I’m frustrated by the obliviousness of the customer who wonders why our shelves are bare. I’m panicked by the patron who demands I glove up and wipe down before commencing the transaction. I’m angered by the entitled consumer who is outraged that his favourite pizza is unavailable. I try to maintain a patient, sober and compassionate face — the kind you would wear to a funeral. But I really want to be mean, to point out greed and privilege and hypocrisy. I also want to love, to hug those who are struggling because of this. I can’t do either.

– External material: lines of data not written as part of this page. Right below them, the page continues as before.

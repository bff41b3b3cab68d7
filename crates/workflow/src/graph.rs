//! The task graph: readiness, status transitions, and the run's snapshot view.

use prospector_core::error::TaskError;
use serde::Serialize;
use std::collections::{BTreeMap, HashMap};
use std::path::PathBuf;
use std::sync::Arc;
use tokio::sync::Mutex;
use tracing::{debug, info, warn};

use crate::plan::PlannedTask;
use crate::report::ProgressReport;
use crate::task::{Task, TaskId, TaskStatus};

/// Handle shared by the planning loop and the task capabilities.
pub type SharedTaskGraph = Arc<Mutex<TaskGraph>>;

/// Read-only view handed to the oracle and to stop-condition checks.
#[derive(Debug, Clone, Serialize)]
pub struct TaskSnapshot {
    pub tasks: Vec<Task>,
    pub count: usize,
    pub completed_count: usize,
}

impl TaskSnapshot {
    /// Every task exists and every one is Completed.
    pub fn is_finished(&self) -> bool {
        self.count > 0 && self.completed_count == self.count
    }
}

/// Tasks keyed by id, in id order.
///
/// A task is never removed. Dependencies may name ids that don't exist;
/// such dependencies count as satisfied.
#[derive(Default)]
pub struct TaskGraph {
    tasks: BTreeMap<TaskId, Task>,
    next_seq: u64,
    report: Option<ProgressReport>,
}

impl TaskGraph {
    pub fn new() -> Self {
        Self::default()
    }

    /// Re-render a markdown progress report at `path` after every change.
    pub fn with_report(mut self, path: impl Into<PathBuf>) -> Self {
        self.report = Some(ProgressReport::new(path));
        self
    }

    /// Wrap the graph in a shared handle.
    pub fn shared(self) -> SharedTaskGraph {
        Arc::new(Mutex::new(self))
    }

    pub fn len(&self) -> usize {
        self.tasks.len()
    }

    pub fn is_empty(&self) -> bool {
        self.tasks.is_empty()
    }

    pub fn get_task(&self, id: &str) -> Option<&Task> {
        self.tasks.get(&TaskId::from(id))
    }

    /// All tasks in ascending id order.
    pub fn tasks(&self) -> impl Iterator<Item = &Task> {
        self.tasks.values()
    }

    fn allocate_id(&mut self) -> TaskId {
        loop {
            self.next_seq += 1;
            let id = TaskId::sequence(self.next_seq);
            if !self.tasks.contains_key(&id) {
                return id;
            }
        }
    }

    /// Insert a new Pending task with the next sequential id.
    pub fn add_task(&mut self, description: impl Into<String>, dependencies: Vec<String>) -> Task {
        let id = self.allocate_id();
        let task = Task::new(
            id.clone(),
            description,
            dependencies.into_iter().map(TaskId::from).collect(),
        );
        info!(task_id = %id, description = %task.description, "Task added");
        self.tasks.insert(id, task.clone());
        self.touched();
        task
    }

    /// Insert a whole plan, translating its local ids into allocated ones.
    ///
    /// Dependencies on ids outside the plan are kept verbatim.
    pub fn insert_plan(&mut self, plan: &[PlannedTask]) -> Vec<Task> {
        let mut ids: HashMap<&str, TaskId> = HashMap::new();
        let mut allocated = Vec::with_capacity(plan.len());
        for planned in plan {
            let id = self.allocate_id();
            if let Some(local) = planned.id.as_deref() {
                ids.insert(local, id.clone());
            }
            allocated.push(id);
        }

        let mut inserted = Vec::with_capacity(plan.len());
        for (planned, id) in plan.iter().zip(allocated) {
            let dependencies = planned
                .dependencies
                .iter()
                .map(|d| ids.get(d.as_str()).cloned().unwrap_or_else(|| TaskId::from(d.as_str())))
                .collect();
            let task = Task::new(id.clone(), planned.description.clone(), dependencies);
            self.tasks.insert(id, task.clone());
            inserted.push(task);
        }

        info!(count = inserted.len(), "Plan inserted");
        self.touched();
        inserted
    }

    fn transition(
        &mut self,
        id: &str,
        next: TaskStatus,
        note: Option<String>,
    ) -> Result<Task, TaskError> {
        let task = self
            .tasks
            .get_mut(&TaskId::from(id))
            .ok_or_else(|| TaskError::NotFound(id.to_string()))?;

        let changed = task.transition(next, note)?;
        let task = task.clone();
        if changed {
            info!(task_id = %id, status = %next, "Task status changed");
            self.touched();
        } else {
            debug!(task_id = %id, status = %next, "Task already in requested status");
        }
        Ok(task)
    }

    pub fn start_task(&mut self, id: &str) -> Result<Task, TaskError> {
        self.transition(id, TaskStatus::InProgress, None)
    }

    /// Mark a task Completed. Completing twice is a no-op.
    pub fn complete_task(&mut self, id: &str) -> Result<Task, TaskError> {
        self.transition(id, TaskStatus::Completed, None)
    }

    pub fn fail_task(&mut self, id: &str, reason: &str) -> Result<Task, TaskError> {
        self.transition(id, TaskStatus::Failed, Some(format!("Failed: {reason}")))
    }

    pub fn skip_task(&mut self, id: &str, reason: &str) -> Result<Task, TaskError> {
        self.transition(id, TaskStatus::Skipped, Some(format!("Skipped: {reason}")))
    }

    /// Append a note without touching status. Allowed in every status.
    pub fn add_task_note(&mut self, id: &str, note: &str) -> Result<Task, TaskError> {
        let task = self
            .tasks
            .get_mut(&TaskId::from(id))
            .ok_or_else(|| TaskError::NotFound(id.to_string()))?;
        task.add_note(note);
        let task = task.clone();
        self.touched();
        Ok(task)
    }

    /// Pending, and every dependency present in the graph is Completed.
    pub fn is_ready(&self, task: &Task) -> bool {
        task.status == TaskStatus::Pending
            && task.dependencies.iter().all(|dep| {
                self.tasks
                    .get(dep)
                    .is_none_or(|d| d.status == TaskStatus::Completed)
            })
    }

    /// The ready task with the smallest id.
    pub fn get_next_ready_task(&self) -> Option<&Task> {
        self.tasks.values().find(|t| self.is_ready(t))
    }

    pub fn snapshot(&self) -> TaskSnapshot {
        let tasks: Vec<Task> = self.tasks.values().cloned().collect();
        let completed_count = tasks
            .iter()
            .filter(|t| t.status == TaskStatus::Completed)
            .count();
        TaskSnapshot {
            count: tasks.len(),
            completed_count,
            tasks,
        }
    }

    /// Every task is Completed or Skipped. A Failed task keeps this false.
    pub fn all_terminal(&self) -> bool {
        self.tasks.values().all(|t| t.status.is_terminal())
    }

    /// Count of tasks per status.
    pub fn status_counts(&self) -> BTreeMap<&'static str, usize> {
        let mut counts: BTreeMap<&'static str, usize> =
            TaskStatus::ALL.iter().map(|s| (s.label(), 0)).collect();
        for task in self.tasks.values() {
            *counts.entry(task.status.label()).or_default() += 1;
        }
        counts
    }

    fn touched(&self) {
        if let Some(report) = &self.report {
            if let Err(e) = report.write(self) {
                warn!(
                    path = %report.path().display(),
                    error = %e,
                    "Could not write task progress report"
                );
            }
        }
    }
}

The world has turned upside down in a matter of weeks. Many have lost their jobs and worry about getting unemployment checks. Small-business owners are uncertain whether they’ll ever reopen. The stock market is plummeting, the daycare centres are closed, vacations are canceled, and there are no social gatherings to look forward to. This abrupt topsy-turvy is quite possibly more disconcerting than the virus itself.
People react to and deal with uncertainty in different ways. We look for opportunities to reclaim a bit of control over our destabilised lives. For some, that’s buying all the tuna and shelf-stable oat milk. For others, it’s making cashiers sanitise their hands yet again.
My grocery store job is the only facet of my life that hasn’t completely changed in the last two weeks. Without it, I wouldn’t recognise anything at all and would probably sooner collapse with a nervous breakdown.
Many of us shop to feel purposeful – buying enough for a two-week (let’s be real: two-month) quarantine, then going out and buying more (and ironically exposing ourselves to thousands of invisible germs) the next day. Maybe we’re bent out of shape over an out-of-stock pizza not because we’re entitled, but because we’re scared. That pizza was the familiar security blanket. Maybe we’re policing other shoppers as a way to uphold civilian order, not to be meddlesome and petty.
Every customer is an exaggerated personification of my own shortcomings. When I’m overwhelmed, I snap. Or I crumble. Or I worry my cuticles bloody and raw. Facing these ghosts of tantrums past at my most vulnerable, when I feel both resentful and guilty to be employed, when I fear anyone could make me extremely ill (if not kill me), is one of the most difficult things I’ve ever had to do.
So why do I continue to go to work day after day? I wish I could say that it’s out of altruism, that it’s an act of service. But I can’t take credit for my new crisis-responder classification. I never swore the Hippocratic oath, never enlisted in the National Guard. I can’t be compared to my brother-in-law, who willingly went to Sarajevo during the Bosnian war to work breadlines.
I return to work because I’m just as freaked out as everyone else. I find comfort in routine, in seeing the same faces day after day. My grocery store job is the only facet of my life that hasn’t completely changed in the last two weeks. Without it, I wouldn’t recognise anything at all and would probably sooner collapse with a nervous breakdown.
It’s 6 a.m. The parking lot is empty. The sun isn’t up yet. Inside the store, we listen to Sharon Jones & The Dap-Kings at full volume. We dance our shoulders a little as we restock the bare shelves.
My co-workers and I talk about everything except the coronavirus: our new garden projects or our pets or what we whipped up for dinner last night. I hang packaged lunchmeat from pegs, spreading our thin inventory over several facings to give the illusion of abundance our customers will appreciate. Our goal is to keep our store from looking post-apocalyptic as long as possible. We want to be familiar.
I imagine many of our customers come into our store for the same exact reason I do. It’s one of the last vestiges of “normal” life right now. And though I’d like to think I’d never risk my life for a tub of ginger snaps or a bottle of cheap wine, I already have been.